Telegram notifications¶
Here we will configure a built-in Spidermon action that sends a pre-defined message to a Telegram user, group or channel using a bot when a monitor fails.
# tutorial/monitors.py
from spidermon.contrib.actions.telegram.notifiers import SendTelegramMessageSpiderFinished
# (...your monitors code...)
class SpiderCloseMonitorSuite(MonitorSuite):
monitors = [
ItemCountMonitor,
]
monitors_failed_actions = [
SendTelegramMessageSpiderFinished,
]
After enabling the action, you need to provide the Telegram bot token and Recipients. You can learn more about how to create and configure a bot by following the steps on How do I configure a Telegram bot for Spidermon?. Later, fill the required information in your settings.py as follows:
# tutorial/settings.py
(...)
SPIDERMON_TELEGRAM_SENDER_TOKEN = '<TELEGRAM_SENDER_TOKEN>'
SPIDERMON_TELEGRAM_RECIPIENTS = ['chatid', 'groupid', '@channelname']
If a monitor fails, the recipients provided will receive a message in Telegram:

Discord notifications¶
Here we will configure a built-in Spidermon action that sends a pre-defined message to a Discord channel using a bot when a monitor fails.
# tutorial/monitors.py
from spidermon.contrib.actions.discord.notifiers import SendDiscordMessageSpiderFinished
# (...your monitors code...)
class SpiderCloseMonitorSuite(MonitorSuite):
monitors = [
ItemCountMonitor,
]
monitors_failed_actions = [
SendDiscordMessageSpiderFinished,
]
After enabling the action, you need to provide the Discord Webhook URL. You can learn more about how to create and configure a webhook How do I configure a Discord bot for Spidermon?. Later, fill the required information in your settings.py as follows:
# tutorial/settings.py
(...)
SPIDERMON_DISCORD_WEBHOOK_URL = "<DISCORD_WEBHOOK_URL>"
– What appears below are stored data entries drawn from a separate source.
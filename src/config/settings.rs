//! Application settings, defaults and TOML persistence.
//!
//! Every section is `#[serde(default)]`, so a `settings.toml` only needs the
//! keys it wants to change.

use std::path::Path;

use anyhow::{bail, Context, Result};
use serde::{Deserialize, Serialize};

use super::AppPaths;
use crate::asr::EndpointRules;
use crate::audio::TARGET_SAMPLE_RATE;

// ---------------------------------------------------------------------------
// SttConfig
// ---------------------------------------------------------------------------

/// Whisper model and decoding settings.
#[derive(Debug, Clone, PartialEq, Serialize, Deserialize)]
#[serde(default)]
pub struct SttConfig {
    /// GGML file stem under the models directory (`ggml-<model>.bin`).
    pub model: String,
    /// ISO-639-1 code, or `"auto"`.
    pub language: String,
    /// How much new voiced audio triggers a re-decode of the utterance.
    pub decode_interval_ms: u32,
    /// Decoder threads; 0 picks automatically.
    pub threads: u32,
}

impl Default for SttConfig {
    fn default() -> Self {
        Self {
            model: "base".into(),
            language: "zh".into(),
            decode_interval_ms: 1_000,
            threads: 0,
        }
    }
}

// ---------------------------------------------------------------------------
// AudioConfig
// ---------------------------------------------------------------------------

#[derive(Debug, Clone, PartialEq, Serialize, Deserialize)]
#[serde(default)]
pub struct AudioConfig {
    /// Recognizer input rate. Only 16 000 is supported.
    pub sample_rate: u32,
    /// Producer read interval.
    pub buffer_ms: u32,
    /// Frame RMS above which audio counts as voice.
    pub vad_threshold: f32,
    /// Longest utterance kept for decoding; older audio is dropped.
    pub max_utterance_secs: u32,
    /// Input device name; `None` uses the system default.
    pub device: Option<String>,
}

impl Default for AudioConfig {
    fn default() -> Self {
        Self {
            sample_rate: TARGET_SAMPLE_RATE,
            buffer_ms: 100,
            vad_threshold: 0.01,
            max_utterance_secs: 30,
            device: None,
        }
    }
}

// ---------------------------------------------------------------------------
// HotkeyConfig / SessionConfig
// ---------------------------------------------------------------------------

#[derive(Debug, Clone, PartialEq, Serialize, Deserialize)]
#[serde(default)]
pub struct HotkeyConfig {
    /// Key that starts / stops the session (e.g. `"F9"`).
    pub toggle_session_key: String,
}

impl Default for HotkeyConfig {
    fn default() -> Self {
        Self {
            toggle_session_key: "F9".into(),
        }
    }
}

#[derive(Debug, Clone, PartialEq, Serialize, Deserialize)]
#[serde(default)]
pub struct SessionConfig {
    /// Start listening as soon as the app is up.
    pub auto_start: bool,
    /// Capacity of the producer → consumer hand-off channel.
    pub channel_capacity: usize,
}

impl Default for SessionConfig {
    fn default() -> Self {
        Self {
            auto_start: true,
            channel_capacity: 64,
        }
    }
}

// ---------------------------------------------------------------------------
// AppConfig
// ---------------------------------------------------------------------------

/// Top-level configuration, persisted as `settings.toml`.
///
/// ```rust,no_run
/// use voice_concierge::config::AppConfig;
///
/// let config = AppConfig::load().unwrap(); // defaults on first run
/// assert_eq!(config.audio.sample_rate, 16_000);
/// ```
#[derive(Debug, Clone, Default, PartialEq, Serialize, Deserialize)]
#[serde(default)]
pub struct AppConfig {
    pub stt: SttConfig,
    pub audio: AudioConfig,
    pub endpoint: EndpointRules,
    pub hotkey: HotkeyConfig,
    pub session: SessionConfig,
}

impl AppConfig {
    /// Load from the platform `settings.toml`; a missing file yields defaults.
    pub fn load() -> Result<Self> {
        Self::load_from(&AppPaths::new().settings_file)
    }

    pub fn load_from(path: &Path) -> Result<Self> {
        if !path.exists() {
            return Ok(Self::default());
        }
        let content = std::fs::read_to_string(path)
            .with_context(|| format!("reading {}", path.display()))?;
        let config: Self =
            toml::from_str(&content).with_context(|| format!("parsing {}", path.display()))?;
        config.validate()?;
        Ok(config)
    }

    pub fn save(&self) -> Result<()> {
        self.save_to(&AppPaths::new().settings_file)
    }

    pub fn save_to(&self, path: &Path) -> Result<()> {
        if let Some(parent) = path.parent() {
            std::fs::create_dir_all(parent)?;
        }
        std::fs::write(path, toml::to_string_pretty(self)?)?;
        Ok(())
    }

    /// Reject values the audio path cannot honour.
    pub fn validate(&self) -> Result<()> {
        if self.audio.sample_rate != TARGET_SAMPLE_RATE {
            bail!(
                "audio.sample_rate must be {TARGET_SAMPLE_RATE}, got {}",
                self.audio.sample_rate
            );
        }
        if self.audio.buffer_ms == 0 {
            bail!("audio.buffer_ms must be > 0");
        }
        if self.session.channel_capacity == 0 {
            bail!("session.channel_capacity must be > 0");
        }
        Ok(())
    }
}

#[cfg(test)]
mod tests {
    use super::*;
    use tempfile::tempdir;

    #[test]
    fn defaults() {
        let cfg = AppConfig::default();
        assert_eq!(cfg.stt.model, "base");
        assert_eq!(cfg.stt.language, "zh");
        assert_eq!(cfg.audio.buffer_ms, 100);
        assert_eq!(cfg.endpoint.rule1_min_trailing_silence, 2.0);
        assert_eq!(cfg.endpoint.rule2_min_trailing_silence, 0.8);
        assert_eq!(cfg.endpoint.rule3_min_utterance_length, 20.0);
        assert_eq!(cfg.hotkey.toggle_session_key, "F9");
        assert!(cfg.session.auto_start);
        assert!(cfg.validate().is_ok());
    }

    #[test]
    fn round_trip_modified_values() {
        let dir = tempdir().unwrap();
        let path = dir.path().join("nested").join("settings.toml");

        let mut cfg = AppConfig::default();
        cfg.stt.model = "small".into();
        cfg.audio.device = Some("USB Mic".into());
        cfg.endpoint.rule2_min_trailing_silence = 1.2;
        cfg.hotkey.toggle_session_key = "F10".into();
        cfg.session.auto_start = false;

        cfg.save_to(&path).unwrap();
        assert_eq!(AppConfig::load_from(&path).unwrap(), cfg);
    }

    #[test]
    fn missing_file_is_default() {
        let dir = tempdir().unwrap();
        let cfg = AppConfig::load_from(&dir.path().join("absent.toml")).unwrap();
        assert_eq!(cfg, AppConfig::default());
    }

    #[test]
    fn partial_file_fills_in_defaults() {
        let dir = tempdir().unwrap();
        let path = dir.path().join("settings.toml");
        std::fs::write(&path, "[stt]\nmodel = \"tiny\"\n\n[session]\nauto_start = false\n").unwrap();

        let cfg = AppConfig::load_from(&path).unwrap();
        assert_eq!(cfg.stt.model, "tiny");
        assert_eq!(cfg.stt.language, "zh");
        assert!(!cfg.session.auto_start);
        assert_eq!(cfg.session.channel_capacity, 64);
    }

    #[test]
    fn unsupported_sample_rate_is_rejected() {
        let dir = tempdir().unwrap();
        let path = dir.path().join("settings.toml");
        std::fs::write(&path, "[audio]\nsample_rate = 44100\n").unwrap();

        let err = AppConfig::load_from(&path).unwrap_err();
        assert!(err.to_string().contains("sample_rate"), "{err}");
    }

    #[test]
    fn malformed_file_is_an_error() {
        let dir = tempdir().unwrap();
        let path = dir.path().join("settings.toml");
        std::fs::write(&path, "[stt\nmodel = 1").unwrap();
        assert!(AppConfig::load_from(&path).is_err());
    }
}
If a monitor fails, the recipients provided will receive a message in Discord:

The target channel is configured during the webhook creation on Discord.
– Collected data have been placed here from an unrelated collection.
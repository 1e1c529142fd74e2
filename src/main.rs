//! `voice-concierge` binary.
//!
//! ```text
//! voice-concierge [--file <wav>] [--realtime] [--json] [--config <toml>]
//! ```
//!
//! # Startup sequence
//!
//! 1. Initialise logging (`RUST_LOG`, default `info`).
//! 2. Load [`AppConfig`] and the user lexicon.
//! 3. Load the Whisper model and wrap it in a streaming recognizer.
//! 4. Build a tokio runtime and spawn the [`SessionRunner`].
//! 5. Microphone mode: hotkey toggles the session, Ctrl-C exits.
//!    File mode: one session over the WAV file, exit when it ends.

use std::path::PathBuf;
use std::sync::Arc;
use std::time::Duration;

use anyhow::{bail, Context, Result};
use tokio::sync::mpsc;
use voice_concierge::{
    asr::{StreamingConfig, StreamingRecognizer, TranscribeParams, WhisperEngine},
    audio::{MicrophoneFactory, SourceFactory, WavFileFactory},
    config::{AppConfig, AppPaths},
    dialogue::{EntityExtractor, ReplyEvent, Speaker, Transcript},
    hotkey::{parse_key, ToggleListener},
    lexicon::{Lexicon, UserLexicon},
    session::{SessionCommand, SessionController, SessionRunner, SessionUpdate},
};

const USAGE: &str = "usage: voice-concierge [--file <wav>] [--realtime] [--json] [--config <toml>]";

// ---------------------------------------------------------------------------
// Command line
// ---------------------------------------------------------------------------

#[derive(Debug, Default, PartialEq)]
struct CliArgs {
    file: Option<PathBuf>,
    realtime: bool,
    json: bool,
    config: Option<PathBuf>,
    help: bool,
}

fn parse_args(args: impl IntoIterator<Item = String>) -> Result<CliArgs> {
    let mut out = CliArgs::default();
    let mut args = args.into_iter();
    while let Some(arg) = args.next() {
        match arg.as_str() {
            "--file" | "-f" => {
                out.file = Some(args.next().context("--file needs a path")?.into());
            }
            "--config" | "-c" => {
                out.config = Some(args.next().context("--config needs a path")?.into());
            }
            "--realtime" => out.realtime = true,
            "--json" => out.json = true,
            "--help" | "-h" => out.help = true,
            other => bail!("unknown argument {other:?}\n{USAGE}"),
        }
    }
    if out.realtime && out.file.is_none() {
        bail!("--realtime only applies to --file");
    }
    Ok(out)
}

// ---------------------------------------------------------------------------
// Console presenter
// ---------------------------------------------------------------------------

/// User lines flush left, system lines flush right.
struct ConsolePresenter {
    width: usize,
}

impl ConsolePresenter {
    fn render(&self, event: &ReplyEvent) -> String {
        match event.speaker {
            Speaker::User => format!("用户：{}", event.text),
            Speaker::System => {
                let pad = self.width.saturating_sub(display_width(&event.text));
                format!("{}{}", " ".repeat(pad), event.text)
            }
        }
    }
}

/// Terminal columns, counting non-ASCII characters as double width.
fn display_width(text: &str) -> usize {
    text.chars().map(|c| if c.is_ascii() { 1 } else { 2 }).sum()
}

fn print_json(transcript: &Transcript) -> Result<()> {
    println!("{}", serde_json::to_string_pretty(transcript.events())?);
    Ok(())
}

// ---------------------------------------------------------------------------
// main
// ---------------------------------------------------------------------------

fn main() -> Result<()> {
    env_logger::Builder::from_env(env_logger::Env::default().default_filter_or("info")).init();

    let args = parse_args(std::env::args().skip(1))?;
    if args.help {
        println!("{USAGE}");
        return Ok(());
    }

    let paths = AppPaths::new();
    let config = match &args.config {
        Some(path) => AppConfig::load_from(path)?,
        None => AppConfig::load()?,
    };

    let user = UserLexicon::load_from(&paths.user_lexicon_file).unwrap_or_else(|e| {
        log::warn!("lexicon: ignoring user lexicon: {e}");
        UserLexicon::default()
    });
    let lexicon = Arc::new(Lexicon::with_user(user));
    log::info!("lexicon: {} floor phrases", lexicon.len());

    let model_path = paths.model_file(&config.stt.model);
    let engine = WhisperEngine::load(&model_path, TranscribeParams::from_config(&config.stt))
        .with_context(|| format!("loading speech model {}", model_path.display()))?;
    let recognizer = StreamingRecognizer::new(engine, StreamingConfig::from_app(&config));

    let factory: Arc<dyn SourceFactory> = match &args.file {
        Some(path) => Arc::new(WavFileFactory::new(
            path,
            config.audio.buffer_ms,
            args.realtime,
        )),
        None => Arc::new(MicrophoneFactory::new(
            config.audio.device.clone(),
            config.audio.buffer_ms,
        )),
    };

    let rt = tokio::runtime::Builder::new_multi_thread()
        .worker_threads(2)
        .enable_all()
        .build()
        .context("creating tokio runtime")?;

    let (cmd_tx, cmd_rx) = mpsc::channel(8);
    let (update_tx, update_rx) = mpsc::channel(config.session.channel_capacity);
    let runner = SessionRunner::new(
        SessionController::new(EntityExtractor::new(lexicon)),
        factory,
        Box::new(recognizer),
        update_tx,
        config.session.channel_capacity,
    );

    rt.block_on(async move {
        let runner_task = tokio::spawn(runner.run(cmd_rx));
        let presenter = ConsolePresenter { width: 60 };

        let result = if args.file.is_some() {
            run_file(&presenter, args.json, cmd_tx, update_rx).await
        } else {
            run_microphone(&presenter, args.json, &config, cmd_tx, update_rx).await
        };

        if !runner_task.is_finished() {
            runner_task.abort();
        }
        result
    })
}

/// One session over the file; returns once it stops.
async fn run_file(
    presenter: &ConsolePresenter,
    json: bool,
    commands: mpsc::Sender<SessionCommand>,
    mut updates: mpsc::Receiver<SessionUpdate>,
) -> Result<()> {
    commands.send(SessionCommand::Start).await?;

    while let Some(update) = updates.recv().await {
        match update {
            SessionUpdate::Started { .. } => {}
            SessionUpdate::Reply(event) if !json => println!("{}", presenter.render(&event)),
            SessionUpdate::Reply(_) => {}
            SessionUpdate::Stopped { transcript, .. } => {
                if json {
                    print_json(&transcript)?;
                }
                return Ok(());
            }
            SessionUpdate::Error(e) => return Err(e.into()),
        }
    }
    Ok(())
}

/// Hotkey-driven sessions until Ctrl-C.
async fn run_microphone(
    presenter: &ConsolePresenter,
    json: bool,
    config: &AppConfig,
    commands: mpsc::Sender<SessionCommand>,
    mut updates: mpsc::Receiver<SessionUpdate>,
) -> Result<()> {
    let _listener = match parse_key(&config.hotkey.toggle_session_key) {
        Some(key) => {
            let listener = ToggleListener::start(key, commands.clone())
                .context("starting hotkey listener")?;
            log::info!("press {} to start / stop listening", config.hotkey.toggle_session_key);
            Some(listener)
        }
        None => {
            log::warn!(
                "hotkey: unknown key {:?}, toggling disabled",
                config.hotkey.toggle_session_key
            );
            None
        }
    };

    if config.session.auto_start {
        commands.send(SessionCommand::Start).await?;
    }

    let mut active = false;
    loop {
        tokio::select! {
            update = updates.recv() => {
                let Some(update) = update else { return Ok(()) };
                match update {
                    SessionUpdate::Started { session } => {
                        active = true;
                        eprintln!("-- session {session}: listening --");
                    }
                    SessionUpdate::Reply(event) => println!("{}", presenter.render(&event)),
                    SessionUpdate::Stopped { session, transcript } => {
                        active = false;
                        eprintln!("-- session {session}: stopped --");
                        if json {
                            print_json(&transcript)?;
                        }
                    }
                    SessionUpdate::Error(e) => log::error!("session: {e}"),
                }
            }
            _ = tokio::signal::ctrl_c() => break,
        }
    }

    if active {
        commands.send(SessionCommand::Stop).await?;
        let deadline = tokio::time::sleep(Duration::from_secs(2));
        tokio::pin!(deadline);
        loop {
            tokio::select! {
                update = updates.recv() => match update {
                    Some(SessionUpdate::Stopped { transcript, .. }) => {
                        if json {
                            print_json(&transcript)?;
                        }
                        break;
                    }
                    Some(_) => {}
                    None => break,
                },
                _ = &mut deadline => {
                    log::warn!("session: no stop confirmation, exiting anyway");
                    break;
                }
            }
        }
    }
    Ok(())
}

#[cfg(test)]
mod tests {
    use super::*;

    fn args(list: &[&str]) -> Result<CliArgs> {
        parse_args(list.iter().map(|s| s.to_string()))
    }

    #[test]
    fn parses_file_mode() {
        let parsed = args(&["--file", "order.wav", "--realtime", "--json"]).unwrap();
        assert_eq!(parsed.file, Some(PathBuf::from("order.wav")));
        assert!(parsed.realtime && parsed.json);
        assert!(parsed.config.is_none());
    }

    #[test]
    fn rejects_bad_arguments() {
        assert!(args(&["--file"]).is_err());
        assert!(args(&["--realtime"]).is_err());
        assert!(args(&["--bogus"]).is_err());
    }

    #[test]
    fn no_arguments_is_microphone_mode() {
        assert_eq!(args(&[]).unwrap(), CliArgs::default());
    }

    #[test]
    fn user_left_system_right() {
        let p = ConsolePresenter { width: 20 };
        assert_eq!(p.render(&ReplyEvent::user("三楼")), "用户：三楼");
        let line = p.render(&ReplyEvent::system("您要去第 3 楼"));
        assert!(line.starts_with(' '));
        assert_eq!(display_width(&line), 20);
    }
}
In case you want to see the messages only in the terminal, set as True the environment variable SPIDERMON_DISCORD_FAKE.
Item validation¶
Item validators allows you to match your returned items with predetermined structure ensuring that all fields contains data in the expected format. Spidermon allows you to choose between schematics or JSON Schema to define the structure of your item.
In this tutorial, we will use a schematics model to make sure that all required fields are populated and they are all of the correct format.
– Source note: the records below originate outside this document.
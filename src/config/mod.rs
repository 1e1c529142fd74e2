//! Configuration: `AppConfig` sections, TOML persistence and `AppPaths`.

pub mod paths;
pub mod settings;

pub use paths::AppPaths;
pub use settings::{AppConfig, AudioConfig, HotkeyConfig, SessionConfig, SttConfig};
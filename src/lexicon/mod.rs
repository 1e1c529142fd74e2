//! Floor lexicon — static surface-phrase → floor-number table.
//!
//! [`Lexicon`] is built once at startup from the built-in table
//! ([`builtin::BUILTIN_FLOORS`]) plus an optional user extension
//! ([`UserLexicon`]) and is read-only afterwards.  Share it behind an `Arc`.
//!
//! # Matching
//!
//! [`Lexicon::lookup_floor`] walks the entries in enumeration order and
//! returns the floor of the **first** entry whose phrase is a substring of the
//! text.  There is no digit parsing and no longest-match tie-break; overlaps
//! are resolved purely by order.  [`Lexicon::shadowed`] reports entries that
//! can never win because an earlier phrase is contained in theirs.
//!
//! ```rust
//! use voice_concierge::lexicon::Lexicon;
//!
//! let lexicon = Lexicon::builtin();
//! assert_eq!(lexicon.lookup_floor("负三楼到了"), Some(-3));
//! assert_eq!(lexicon.lookup_floor("go to the NINETIETH floor"), Some(90));
//! assert_eq!(lexicon.lookup_floor("hello"), None);
//! ```

pub mod builtin;
pub mod user;

use serde::{Deserialize, Serialize};

pub use builtin::BUILTIN_FLOORS;
pub use user::{LexiconError, UserLexicon};

// ---------------------------------------------------------------------------
// LexiconEntry
// ---------------------------------------------------------------------------

/// One `(phrase, floor)` pair.
#[derive(Debug, Clone, PartialEq, Eq, Serialize, Deserialize)]
pub struct LexiconEntry {
    /// Surface phrase matched by substring containment.
    pub phrase: String,
    /// Floor number; negative values are basement levels.
    pub floor: i32,
}

impl LexiconEntry {
    pub fn new(phrase: impl Into<String>, floor: i32) -> Self {
        Self {
            phrase: phrase.into(),
            floor,
        }
    }
}

/// An entry that can never be returned by [`Lexicon::lookup_floor`].
#[derive(Debug, Clone, PartialEq, Eq)]
pub struct Shadowed {
    /// Index of the unreachable entry.
    pub index: usize,
    /// Index of the earlier entry whose phrase it contains.
    pub shadowed_by: usize,
}

// ---------------------------------------------------------------------------
// Lexicon
// ---------------------------------------------------------------------------

/// Ordered, immutable floor lexicon.
#[derive(Debug, Clone)]
pub struct Lexicon {
    entries: Vec<LexiconEntry>,
}

impl Lexicon {
    /// The built-in Chinese + English table only.
    pub fn builtin() -> Self {
        Self::from_entries(
            BUILTIN_FLOORS
                .iter()
                .map(|(phrase, floor)| LexiconEntry::new(*phrase, *floor)),
        )
    }

    /// Built-in table followed by `user` entries.  Built-ins keep priority.
    pub fn with_user(user: UserLexicon) -> Self {
        let mut lexicon = Self::builtin();
        let builtin_len = lexicon.entries.len();
        lexicon.entries.extend(user.into_entries());

        for s in lexicon.shadowed() {
            if s.index >= builtin_len {
                log::warn!(
                    "lexicon: user phrase {:?} can never match (contains earlier phrase {:?})",
                    lexicon.entries[s.index].phrase,
                    lexicon.entries[s.shadowed_by].phrase
                );
            }
        }
        lexicon
    }

    /// Build from an explicit ordered list (useful for tests).
    pub fn from_entries(entries: impl IntoIterator<Item = LexiconEntry>) -> Self {
        Self {
            entries: entries.into_iter().collect(),
        }
    }

    /// Floor of the first entry whose phrase occurs in `text`.
    pub fn lookup_floor(&self, text: &str) -> Option<i32> {
        self.entries
            .iter()
            .find(|e| !e.phrase.is_empty() && text.contains(e.phrase.as_str()))
            .map(|e| e.floor)
    }

    /// Entries that an earlier, contained phrase always beats.
    ///
    /// Quadratic; meant for a one-off check at load time.
    pub fn shadowed(&self) -> Vec<Shadowed> {
        let mut out = Vec::new();
        for (index, entry) in self.entries.iter().enumerate() {
            let hit = self.entries[..index]
                .iter()
                .position(|earlier| entry.phrase.contains(earlier.phrase.as_str()));
            if let Some(shadowed_by) = hit {
                out.push(Shadowed { index, shadowed_by });
            }
        }
        out
    }

    pub fn entries(&self) -> &[LexiconEntry] {
        &self.entries
    }

    pub fn len(&self) -> usize {
        self.entries.len()
    }

    pub fn is_empty(&self) -> bool {
        self.entries.is_empty()
    }
}

impl Default for Lexicon {
    fn default() -> Self {
        Self::builtin()
    }
}

// ---------------------------------------------------------------------------
// Tests
// ---------------------------------------------------------------------------

#[cfg(test)]
mod tests {
    use super::*;

    #[test]
    fn basement_phrasings() {
        let lex = Lexicon::builtin();
        assert_eq!(lex.lookup_floor("负三楼到了"), Some(-3));
        assert_eq!(lex.lookup_floor("去地下二层"), Some(-2));
        assert_eq!(lex.lookup_floor("SECOND FLOOR UNDERGROUND PLEASE"), Some(-2));
    }

    #[test]
    fn both_unit_words() {
        let lex = Lexicon::builtin();
        assert_eq!(lex.lookup_floor("我要去三十五楼"), Some(35));
        assert_eq!(lex.lookup_floor("我要去三十五层"), Some(35));
        assert_eq!(lex.lookup_floor("两楼"), Some(2));
        assert_eq!(lex.lookup_floor("十楼"), Some(10));
    }

    #[test]
    fn longer_phrase_wins_through_order() {
        let lex = Lexicon::builtin();
        assert_eq!(lex.lookup_floor("二十一楼"), Some(21));
        assert_eq!(lex.lookup_floor("十一层"), Some(11));
        assert_eq!(lex.lookup_floor("THE NINETY FIRST"), Some(91));
        assert_eq!(lex.lookup_floor("FIRST FLOOR UNDERGROUND"), Some(-1));
    }

    #[test]
    fn english_ordinals() {
        let lex = Lexicon::builtin();
        assert_eq!(lex.lookup_floor("go to the NINETIETH floor"), Some(90));
        assert_eq!(lex.lookup_floor("TWELFTH"), Some(12));
        assert_eq!(lex.lookup_floor("SIXTY FOURTH"), Some(64));
        assert_eq!(lex.lookup_floor("SEVENTY FOURTH"), Some(74));
        assert_eq!(lex.lookup_floor("SEVENTIETH"), Some(70));
        assert_eq!(lex.lookup_floor("SIXTIETH"), Some(60));
    }

    #[test]
    fn no_match() {
        let lex = Lexicon::builtin();
        assert_eq!(lex.lookup_floor("hello"), None);
        assert_eq!(lex.lookup_floor(""), None);
        // Digits are not parsed.
        assert_eq!(lex.lookup_floor("3楼"), None);
    }

    #[test]
    fn builtin_table_has_no_shadowed_entries() {
        assert!(Lexicon::builtin().shadowed().is_empty());
    }

    #[test]
    fn first_entry_wins_on_overlap() {
        let lex = Lexicon::from_entries([
            LexiconEntry::new("一楼", 1),
            LexiconEntry::new("十一楼", 11),
        ]);
        assert_eq!(lex.lookup_floor("十一楼"), Some(1));
        assert_eq!(
            lex.shadowed(),
            vec![Shadowed {
                index: 1,
                shadowed_by: 0
            }]
        );
    }

    #[test]
    fn user_entries_follow_builtins() {
        let user = UserLexicon::from_entries(vec![
            LexiconEntry::new("顶楼", 30),
            LexiconEntry::new("rooftop", 31),
        ]);
        let lex = Lexicon::with_user(user);
        assert_eq!(lex.len(), BUILTIN_FLOORS.len() + 2);
        assert_eq!(lex.lookup_floor("去顶楼"), Some(30));
        assert_eq!(lex.lookup_floor("THE ROOFTOP"), Some(31));
        // Built-in phrase still wins when both occur.
        assert_eq!(lex.lookup_floor("顶楼 五楼"), Some(5));
    }

    #[test]
    fn empty_phrase_never_matches() {
        let lex = Lexicon::from_entries([LexiconEntry::new("", 7)]);
        assert_eq!(lex.lookup_floor("anything"), None);
    }
}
First step is to change our actual spider code to use Scrapy items. Create a new file called items.py:
# tutorial/items.py
import scrapy
class QuoteItem(scrapy.Item):
quote = scrapy.Field()
author = scrapy.Field()
author_url = scrapy.Field()
tags = scrapy.Field()
And then modify the spider code to use the newly defined item:
# tutorial/spiders/quotes.py
import scrapy
from tutorial.items import QuoteItem
class QuotesSpider(scrapy.Spider):
name = 'quotes'
allowed_domains = ['quotes.toscrape.com']
start_urls = ['http://quotes.toscrape.com/']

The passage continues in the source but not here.